Suppose we have four points, $x_1<x_2<x_3<x_4$
Is anyone able to provide me with an equation for a function that is
- nearly flat $x_1,x_2$ (i.e. $f(x_1)/f(x_2) \approx 1)$
- Steep between $x_3,x_4$ (specifically, I want $\frac{f(x_3)}{f(x_4)}<\frac{f(x_1)}{f(x_2)}$)
- strictly increasing, continuous, positive, and convex over the positive reals
For example, suppose $x_1 = 2.2,x_2=5,x_3=7.5,x_4=9$, Is there a convex, strictly increasing, function where $\frac{f(x_3)}{f(x_4)}<\frac{f(x_1)}{f(x_2)}$
Some comments:
- Im okay with either a general answer or an answer for the specific points i have given
- convexity is not a requirement as long as the function is strictly increasing (I prefer if it is convex though
- I'd like $f(0)=0$ if possible (but not required)
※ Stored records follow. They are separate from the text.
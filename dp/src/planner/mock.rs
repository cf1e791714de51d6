//! Mock schedule generator
//!
//! Deterministic keyword bucketing with no network calls. Only the hour
//! increment is random, and the caller supplies the RNG.

use rand::Rng;
use tracing::debug;

use crate::domain::{PlannerResponse, ScheduleItem, Task};

/// Fixed explanation for mock schedules
pub const MOCK_EXPLANATION: &str = "Your optimized schedule balances productivity with wellbeing. Work tasks are distributed to maximize focus periods, while meals and exercise are strategically placed to maintain energy throughout the day. Personal tasks are arranged to create a balanced daily flow.";

/// First hour of the day (24h clock)
const START_HOUR: u32 = 9;

/// Keyword bucket for a task
#[derive(Debug, Clone, Copy, PartialEq, Eq)]
pub enum Bucket {
    Exercise,
    Breakfast,
    Lunch,
    /// Dinner or any other meal
    Meal,
    Work,
    Other,
}

impl Bucket {
    /// Classify a description; each task lands in exactly one bucket
    pub fn classify(description: &str) -> Self {
        let d = description.to_lowercase();
        let has = |words: &[&str]| words.iter().any(|w| d.contains(w));

        if has(&["exercise", "gym", "workout"]) {
            Bucket::Exercise
        } else if d.contains("breakfast") {
            Bucket::Breakfast
        } else if d.contains("lunch") {
            Bucket::Lunch
        } else if has(&["dinner", "eat"]) {
            Bucket::Meal
        } else if has(&["work", "meet", "call"]) {
            Bucket::Work
        } else {
            Bucket::Other
        }
    }
}

/// Order tasks into morning, midday and evening blocks
pub fn order_tasks(tasks: &[Task]) -> Vec<&Task> {
    debug!(task_count = %tasks.len(), "order_tasks: called");
    let of = |bucket: Bucket| -> Vec<&Task> {
        tasks
            .iter()
            .filter(|t| Bucket::classify(&t.description) == bucket)
            .collect()
    };

    let work = of(Bucket::Work);
    let other = of(Bucket::Other);
    let work_split = work.len().div_ceil(2);
    let other_first = other.len().div_ceil(3);
    let other_second = (2 * other.len()).div_ceil(3);

    let mut ordered = Vec::with_capacity(tasks.len());

    // Morning: breakfast, first half of work, first third of other
    ordered.extend(of(Bucket::Breakfast));
    ordered.extend(&work[..work_split]);
    ordered.extend(&other[..other_first]);

    // Midday: lunch, exercise, rest of work, second third of other
    ordered.extend(of(Bucket::Lunch));
    ordered.extend(of(Bucket::Exercise));
    ordered.extend(&work[work_split..]);
    ordered.extend(&other[other_first..other_second]);

    // Evening: remaining meals, last third of other
    ordered.extend(of(Bucket::Meal));
    ordered.extend(&other[other_second..]);

    ordered
}

/// Format a 24h hour as `H:00 AM|PM`, wrapping past midnight
pub fn format_hour(hour: u32) -> String {
    let hour = hour % 24;
    let (display, suffix) = match hour {
        0 => (12, "AM"),
        1..=11 => (hour, "AM"),
        12 => (12, "PM"),
        _ => (hour - 12, "PM"),
    };
    format!("{}:00 {}", display, suffix)
}

/// Generate a mock schedule with one entry per task
///
/// Starts at 9:00 AM and advances 1 or 2 hours per task.
pub fn generate_mock_schedule<R: Rng + ?Sized>(tasks: &[Task], rng: &mut R) -> PlannerResponse {
    debug!(task_count = %tasks.len(), "generate_mock_schedule: called");
    let mut hour = START_HOUR;
    let mut schedule = Vec::with_capacity(tasks.len());

    for task in order_tasks(tasks) {
        schedule.push(ScheduleItem::new(format_hour(hour), task.description.clone()));
        hour += rng.random_range(1..=2);
    }

    PlannerResponse::new(schedule, MOCK_EXPLANATION)
}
I've been generating a bunch of points in mathematica and trying to generate a curve, but i haven't had luck.
I have also tried an exponential function (this is the steepest thing I could think of),but then $x_1,x_2,x_3,x_4$ need to satisfy $x_1+x_4 > x_3+x_2$, (which my example points don't satisfy)
This has been bugging me because its so easy to draw such a function, but I haven't been able to come up with an equation.
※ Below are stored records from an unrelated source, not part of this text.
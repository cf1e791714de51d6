//! Anthropic Claude API client implementation
//!
//! Implements the LlmClient trait for Anthropic's Messages API.

use async_trait::async_trait;
use reqwest::Client;
use serde::Deserialize;
use tracing::debug;

use super::{CompletionRequest, CompletionResponse, LlmClient, LlmError, Message, StopReason, TokenUsage};
use crate::config::{Provider, ResolvedLlmConfig};

const ANTHROPIC_VERSION: &str = "2023-06-01";

/// Anthropic Claude API client
pub struct AnthropicClient {
    model: String,
    api_key: String,
    base_url: String,
    http: Client,
    max_tokens: u32,
}

impl AnthropicClient {
    /// Create a new client from resolved configuration and a key
    pub fn from_config(config: &ResolvedLlmConfig, api_key: impl Into<String>) -> Result<Self, LlmError> {
        debug!(model = %config.model, base_url = %config.base_url, "from_config: called");
        let http = Client::builder().build().map_err(LlmError::Network)?;

        Ok(Self {
            model: config.model.clone(),
            api_key: api_key.into(),
            base_url: config.base_url.clone(),
            http,
            max_tokens: config.max_tokens,
        })
    }

    /// Build the request body for the Anthropic API
    ///
    /// The system prompt travels in the top-level `system` field; `messages`
    /// carries only the conversation turns. Sampling parameters are not sent.
    fn build_request_body(&self, request: &CompletionRequest) -> serde_json::Value {
        debug!(%self.model, %request.max_tokens, "build_request_body: called");
        let mut body = serde_json::json!({
            "model": self.model,
            "max_tokens": request.max_tokens.min(self.max_tokens),
            "messages": self.convert_messages(&request.messages),
        });

        if let Some(system) = &request.system_prompt {
            body["system"] = serde_json::json!(system);
        }

        if request.temperature.is_some() {
            debug!("build_request_body: temperature not forwarded");
        }

        body
    }

    fn convert_messages(&self, messages: &[Message]) -> Vec<serde_json::Value> {
        messages
            .iter()
            .map(|msg| {
                serde_json::json!({
                    "role": msg.role,
                    "content": msg.content,
                })
            })
            .collect()
    }

    /// Parse the Anthropic API response
    fn parse_response(&self, api_response: AnthropicResponse) -> Result<CompletionResponse, LlmError> {
        debug!(?api_response.stop_reason, "parse_response: called");
        let content = api_response.content.into_iter().find_map(|block| match block {
            AnthropicContentBlock::Text { text } => Some(text),
            AnthropicContentBlock::Other => None,
        });

        let response = CompletionResponse {
            content,
            stop_reason: api_response
                .stop_reason
                .as_deref()
                .map(StopReason::from_anthropic)
                .unwrap_or(StopReason::EndTurn),
            usage: api_response
                .usage
                .map(|u| TokenUsage {
                    input_tokens: u.input_tokens,
                    output_tokens: u.output_tokens,
                })
                .unwrap_or_default(),
        };

        if response.non_empty_content().is_none() {
            debug!("parse_response: no text block");
            return Err(LlmError::EmptyResponse);
        }

        Ok(response)
    }
}

#[async_trait]
impl LlmClient for AnthropicClient {
    fn provider(&self) -> Provider {
        Provider::Anthropic
    }

    async fn complete(&self, request: CompletionRequest) -> Result<CompletionResponse, LlmError> {
        debug!(%self.model, %request.max_tokens, "complete: called");
        let url = format!("{}/v1/messages", self.base_url);
        let body = self.build_request_body(&request);

        let response = self
            .http
            .post(url)
            .header("x-api-key", self.api_key.clone())
            .header("anthropic-version", ANTHROPIC_VERSION)
            .header("content-type", "application/json")
            .json(&body)
            .send()
            .await?;

        let status = response.status().as_u16();
        if !response.status().is_success() {
            debug!(%status, "complete: API error");
            let text = response.text().await.unwrap_or_default();
            return Err(LlmError::from_response(status, &text));
        }

        let text = response.text().await?;
        let api_response: AnthropicResponse = serde_json::from_str(&text)
            .map_err(|e| LlmError::InvalidResponse(format!("Failed to decode Anthropic response: {}", e)))?;

        debug!("complete: success");
        self.parse_response(api_response)
    }
}

// Anthropic API response types

#[derive(Debug, Deserialize)]
struct AnthropicResponse {
    #[serde(default)]
    content: Vec<AnthropicContentBlock>,
    stop_reason: Option<String>,
    usage: Option<AnthropicUsage>,
}

#[derive(Debug, Deserialize)]
#[serde(tag = "type")]
enum AnthropicContentBlock {
    #[serde(rename = "text")]
    Text { text: String },
    #[serde(other)]
    Other,
}

#[derive(Debug, Deserialize)]
struct AnthropicUsage {
    input_tokens: u64,
    output_tokens: u64,
}

#[cfg(test)]
mod tests {
    use super::*;

    fn test_client() -> AnthropicClient {
        AnthropicClient {
            model: "claude-3-opus-20240229".to_string(),
            api_key: "test-key".to_string(),
            base_url: "https://api.anthropic.com".to_string(),
            http: Client::new(),
            max_tokens: 800,
        }
    }

    #[test]
    fn test_build_request_body_single_user_message() {
        let client = test_client();
        let request = CompletionRequest::single_turn(None, "Given these tasks", 800);

        let body = client.build_request_body(&request);

        assert_eq!(body["model"], "claude-3-opus-20240229");
        assert_eq!(body["max_tokens"], 800);
        let messages = body["messages"].as_array().unwrap();
        assert_eq!(messages.len(), 1);
        assert_eq!(messages[0]["role"], "user");
        assert_eq!(messages[0]["content"], "Given these tasks");
        assert!(body.get("system").is_none());
    }

    #[test]
    fn test_build_request_body_system_is_top_level() {
        let client = test_client();
        let request = CompletionRequest::single_turn(Some("Be brief".to_string()), "Plan", 2000);
        let body = client.build_request_body(&request);
        assert_eq!(body["system"], "Be brief");
        assert_eq!(body["messages"].as_array().unwrap().len(), 1);
        assert_eq!(body["max_tokens"], 800);
    }

    #[test]
    fn test_build_request_body_omits_temperature() {
        let client = test_client();
        let request = CompletionRequest::single_turn(Some("sys".to_string()), "Plan", 800).with_temperature(0.7);
        let body = client.build_request_body(&request);
        assert!(body.get("temperature").is_none());
        assert_eq!(body["system"], "sys");
    }

    #[test]
    fn test_parse_response_first_text_block() {
        let client = test_client();
        let raw = r#"{"content":[{"type":"thinking","thinking":"hmm"},{"type":"text","text":"SCHEDULE:\n9:00 AM: Gym"}],"stop_reason":"end_turn","usage":{"input_tokens":3,"output_tokens":4}}"#;
        let parsed: AnthropicResponse = serde_json::from_str(raw).unwrap();
        let response = client.parse_response(parsed).unwrap();
        assert_eq!(response.content.as_deref(), Some("SCHEDULE:\n9:00 AM: Gym"));
        assert_eq!(response.usage.output_tokens, 4);
    }

    #[test]
    fn test_parse_response_empty_content() {
        let client = test_client();
        let parsed: AnthropicResponse = serde_json::from_str(r#"{"content":[],"stop_reason":"end_turn"}"#).unwrap();
        assert!(matches!(client.parse_response(parsed), Err(LlmError::EmptyResponse)));
    }
}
If $g(x)$ is strictly increasing and convex then $f(x)=e^{g(x)}$ is strictly increasing, positive, and convex. Then the requirement $f(x_4)/f(x_3)>f(x_2)/f(x_1)$ reduces to $g(x_4)-g(x_3)>g(x_2)-g(x_1)$. It is much easier to construct such a function, for example by setting $g(x)=1/(c-x)$ when $x_1\le x\le x_4$ and extending linearly outside this interval.